Domain Specific – NeMo ASR Application
The Domain Specific - NeMo Automatic Speech Recognition (ASR) Application facilitates training, evaluation and performance comparison of ASR models. This NeMo application enables you to train or fine-tune pre-trained ASR models with your own data. Through this application, we empower you to create your own ASR models built for your domain specific data. Developers have complete control over their data unlike when using a “black box” ASR tool available in the cloud, giving you the ability to create better performing ASR models for your use case.
The Domain Specific - NeMo ASR Application is a packaged easy to use end-to-end ASR system that facilitates:
- Dataset preparation and exploration
- Acoustic Model training and fine tuning with your own data
- Transcription (speech to text) with the models created
- Easy understanding of performance progression of models
- Model preparation to export for deployment
We use the NVIDIA Neural Modules (NeMo) as the underlying ASR engine. NeMo is a toolkit for building Conversational AI applications. Through modular Deep Neural Networks (DNN) development, NeMo enables fast experimentation by connecting modules, mixing and matching components. Neural Modules are conceptual blocks of neural networks that take typed inputs and produce typed outputs, these typically represent data layers, encoders, decoders, language models, loss functions, or methods of combining activations. The toolkit comes with extendable collections of pre-built modules for automatic speech recognition (ASR), natural language processing (NLP) and text synthesis (TTS).
To learn more
Please review the following resources, you can also use these to post your questions.
- NVIDIA Developer Blog - How to Build Domain Specific Automatic Speech Recognition Models on GPUs
- GTC Talk - GTC 2020: Do-it-Yourself Automatic Speech Recognition with NVIDIA Technologies
Table of Contents
Installation and Getting Started
Getting started with the application is very simple.
Running from NGC container
This image contains the complete Domain Specific NeMo ASR application (including NeMo, notebooks, tools and scripts).
1. Download the container from NGC
docker pull nvcr.io/nvidia/nemo_asr_app_img:20.07
2. Run the application
To run the application, you need to mount the directory where the training datasets live and the results will be saved to. In the run command below, we use the
/data/asr directory as the
export DATA_DIR="/data/asr" \
docker run --gpus all -it --rm --name run_nemo_asr_app \
--env DATA_DIR=$DATA_DIR \
-v $DATA_DIR:$DATA_DIR \
-p 8888:8888 nvcr.io/nvidia/nemo_asr_app_img:20.07
Note: Depending on your docker version you may have to use ‘docker run --runtime=nvidia’ or remove ‘--gpus all’
Domain ASR Application
In our application, we provide a complete end-to-end workflow to enable domain adaptation of ASR models using your own data. This is done through the following steps:
- Preparations: Download pre-trained models, download and prepare datasets, project creation for tracking
- Train (fine-tune) Acoustic Model
- Inference with fine-tuned models
- Performance (Word Error Rate) comparison
The application is divided into the following sturcutre:
- example_audios: Example audios for demos.

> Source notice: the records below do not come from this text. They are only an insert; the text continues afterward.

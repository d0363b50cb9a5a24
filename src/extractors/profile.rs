// src/extractors/profile.rs
//! Practice-level facts: specializations, years in operation, awards and
//! accreditations.

use once_cell::sync::Lazy;
use regex::Regex;

use super::document::{find_within, pattern, text_of, Document, SelectorSpec};
use crate::models::normalize_specializations;
use crate::utils::text::{capitalize, char_len, title_case};

/// Practice-area phrases recognised anywhere on a firm's site.
pub const SPECIALIZATION_VOCABULARY: &[&str] = &[
    "medical negligence",
    "medical malpractice",
    "clinical negligence",
    "surgical error",
    "misdiagnosis",
    "birth injury",
    "medication error",
    "hospital negligence",
    "anesthesia error",
    "emergency room error",
    "nursing home abuse",
    "dental negligence",
    "obstetric negligence",
];

const ACCREDITATION_KEYWORDS: &[&str] = &[
    "accredited specialist",
    "law society",
    "lawyers alliance",
    "plaintiff lawyers",
    "admitted",
    "qualified",
    "certified",
];

const MAX_YEARS_EXPERIENCE: u32 = 150;
const EARLIEST_FOUNDING_YEAR: i32 = 1950;
const MAX_AWARDS: usize = 10;
const MAX_ACCREDITATIONS: usize = 5;
const SENTENCES_PER_KEYWORD: usize = 3;

static PRACTICE_SECTIONS: Lazy<SelectorSpec> = Lazy::new(|| {
    SelectorSpec::tags(&["div", "section", "ul"])
        .class(pattern(r"practice|specialization|area|service"))
        .limit(5)
});

static AWARD_SECTIONS: Lazy<SelectorSpec> = Lazy::new(|| {
    SelectorSpec::tags(&["div", "section", "ul"])
        .class(pattern(r"award|recognition|achievement"))
        .limit(3)
});
static AWARD_ITEMS: Lazy<SelectorSpec> =
    Lazy::new(|| SelectorSpec::tags(&["li", "p", "h3", "h4"]).limit(10));

static YEARS_EXPERIENCE_RE: Lazy<Regex> =
    Lazy::new(|| pattern(r"(\d+)\+?\s*years\s*(?:of\s*)?experience"));
static FOUNDING_RE: Lazy<Regex> = Lazy::new(|| pattern(r"(?:since|established|founded)\s*(\d{4})"));

// One sentence-grabbing pattern per accreditation keyword.
static ACCREDITATION_SENTENCE_RES: Lazy<Vec<(&'static str, Regex)>> = Lazy::new(|| {
    ACCREDITATION_KEYWORDS
        .iter()
        .map(|kw| (*kw, pattern(&format!(r"[^.]*{}[^.]*\.", regex::escape(kw)))))
        .collect()
});

pub fn extract_specializations(doc: &Document) -> Vec<String> {
    let mut hits: Vec<String> = Vec::new();

    let mut scan = |text: &str| {
        let lowered = text.to_lowercase();
        for keyword in SPECIALIZATION_VOCABULARY {
            if lowered.contains(keyword) {
                hits.push(title_case(keyword));
            }
        }
    };

    for section in doc.find_all(&PRACTICE_SECTIONS) {
        scan(&text_of(section));
    }
    scan(doc.page_text());

    let specializations = normalize_specializations(hits);
    tracing::debug!("Found {} specialization(s)", specializations.len());
    specializations
}

pub fn extract_years_experience(doc: &Document, current_year: i32) -> Option<u32> {
    years_experience_from_text(doc.page_text(), current_year)
}

/// "N years experience" wins outright; otherwise a founding year converts to
/// years of operation.
pub fn years_experience_from_text(text: &str, current_year: i32) -> Option<u32> {
    if let Some(caps) = YEARS_EXPERIENCE_RE.captures(text) {
        return caps[1]
            .parse::<u32>()
            .ok()
            .filter(|years| *years <= MAX_YEARS_EXPERIENCE);
    }

    founded_year_from_text(text, current_year).map(|year| (current_year - year) as u32)
}

pub fn extract_founded_year(doc: &Document, current_year: i32) -> Option<i32> {
    founded_year_from_text(doc.page_text(), current_year)
}

/// First "since/established/founded YYYY" mention, if the year is plausible.
pub fn founded_year_from_text(text: &str, current_year: i32) -> Option<i32> {
    let caps = FOUNDING_RE.captures(text)?;
    caps[1]
        .parse::<i32>()
        .ok()
        .filter(|year| (EARLIEST_FOUNDING_YEAR..=current_year).contains(year))
}

pub fn extract_awards(doc: &Document) -> Vec<String> {
    let mut awards: Vec<String> = Vec::new();

    for section in doc.find_all(&AWARD_SECTIONS) {
        for item in find_within(section, &AWARD_ITEMS) {
            let text = text_of(item);
            let len = char_len(&text);
            if len > 10 && len < 200 && !awards.contains(&text) {
                awards.push(text);
            }
        }
    }

    awards.truncate(MAX_AWARDS);
    awards
}

pub fn extract_accreditations(doc: &Document) -> Vec<String> {
    let text = doc.page_text().to_lowercase();
    let mut accreditations: Vec<String> = Vec::new();

    for (keyword, sentence_re) in ACCREDITATION_SENTENCE_RES.iter() {
        if !text.contains(keyword) {
            continue;
        }
        for sentence in sentence_re.find_iter(&text).take(SENTENCES_PER_KEYWORD) {
            let trimmed = sentence.as_str().trim();
            let len = char_len(trimmed);
            if len > 20 && len < 200 {
                let accreditation = capitalize(trimmed);
                if !accreditations.contains(&accreditation) {
                    accreditations.push(accreditation);
                }
            }
        }
    }

    accreditations.truncate(MAX_ACCREDITATIONS);
    accreditations
}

- models: Folder with fine-tuned models.
- tools: Scripts and tools that enable the system's functionality.
- run_app.sh and Dockerfile: Scripts to build and run the application.

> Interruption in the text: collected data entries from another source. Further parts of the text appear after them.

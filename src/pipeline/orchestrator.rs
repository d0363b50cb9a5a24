// src/pipeline/orchestrator.rs
use chrono::Datelike;

use crate::config::EnrichConfig;
use crate::extractors::description::{about_page_text, find_about_link};
use crate::extractors::{extract_profile, Document};
use crate::fetch::PageFetcher;
use crate::models::{BusinessRecord, ExtractionResult};
use crate::pipeline::merge::merge;
use crate::utils::error::FetchError;

/// Fetches one firm's site, runs every field extractor over it and hands the
/// result to the merge step. The only component that touches the network.
pub struct Orchestrator<F> {
    fetcher: F,
    config: EnrichConfig,
    current_year: i32,
}

impl<F: PageFetcher> Orchestrator<F> {
    pub fn new(fetcher: F, config: EnrichConfig) -> Self {
        Self {
            fetcher,
            config,
            current_year: chrono::Utc::now().year(),
        }
    }

    /// Pins the year used to turn "established YYYY" into years of operation.
    pub fn with_current_year(mut self, year: i32) -> Self {
        self.current_year = year;
        self
    }

    /// One fetch-and-extract pass. Never fails; fetch problems come back as
    /// a failed [`ExtractionResult`].
    pub async fn extract(&self, record: &BusinessRecord) -> ExtractionResult {
        let Some(website) = record.website.as_deref().map(str::trim).filter(|w| !w.is_empty()) else {
            return ExtractionResult::failed("", FetchError::MissingWebsite);
        };

        let html = match self.fetcher.fetch(website, self.config.page_timeout).await {
            Ok(html) => html,
            Err(e) => {
                tracing::warn!("Failed to fetch {} for {}: {}", website, record.firm_name, e);
                return ExtractionResult::failed(website, e);
            }
        };

        let doc = Document::parse(&html, Some(website));
        let about_text = self.fetch_about_text(&doc).await;
        let profile = extract_profile(&doc, about_text.as_deref(), self.current_year);

        tracing::info!("Extracted profile for {} from {}", record.firm_name, website);
        ExtractionResult::success(website, profile)
    }

    /// Extracts and merges. The record comes back unchanged when the fetch fails.
    pub async fn enrich(&self, record: BusinessRecord) -> (BusinessRecord, ExtractionResult) {
        let result = self.extract(&record).await;
        let merged = merge(record, &result);
        (merged, result)
    }

    async fn fetch_about_text(&self, doc: &Document) -> Option<String> {
        if !self.config.follow_about_page {
            return None;
        }
        let about_url = find_about_link(doc)?;
        if doc.base_url().is_some_and(|base| base.as_str() == about_url) {
            return None;
        }

        tracing::debug!("Following about page: {}", about_url);
        match self.fetcher.fetch(&about_url, self.config.about_timeout).await {
            Ok(html) => Some(about_page_text(&html)).filter(|text| !text.is_empty()),
            Err(e) => {
                tracing::debug!("Could not fetch about page {}: {}", about_url, e);
                None
            }
        }
    }
}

- Notebooks (.ipynb): Example notebooks to build ASR models with NeMo.
Example Use Cases
In our application we cover the following use cases:
English to Spanish Cross Language Finetuning:
In this use case, we finetune an English acoustic model with Spanish data to create a SOTA Spanish ASR model. Specifically, we fine-tune a pre-trained English ASR model trained on five English datasets with a Spanish open source dataset from Common Voice. Common Voice is a multi-language dataset that anyone can use to train speech-enabled applications.
Wall Street Journal Finetuning:
For this second use case, we perform transfer learning or domain adaptation from old fiction books to modern business news. We use a pre-trained model, QuartzeNet 15x5, found in NGC. This model is pre-trained on the opensource English datasets LibriSpeech and English - Mozilla Common Voice. We fine tune this model with The Wall Street Journal (WSJ) news datasets, WSJ CSR-1 and WSJ CSR-2. To run this use case you need to bring your own dataset or download and prepare the WSJ dataset used in our example WSJ CSR-1 and WSJ CSR-2. Note, you need a license to download the WSJ dataset.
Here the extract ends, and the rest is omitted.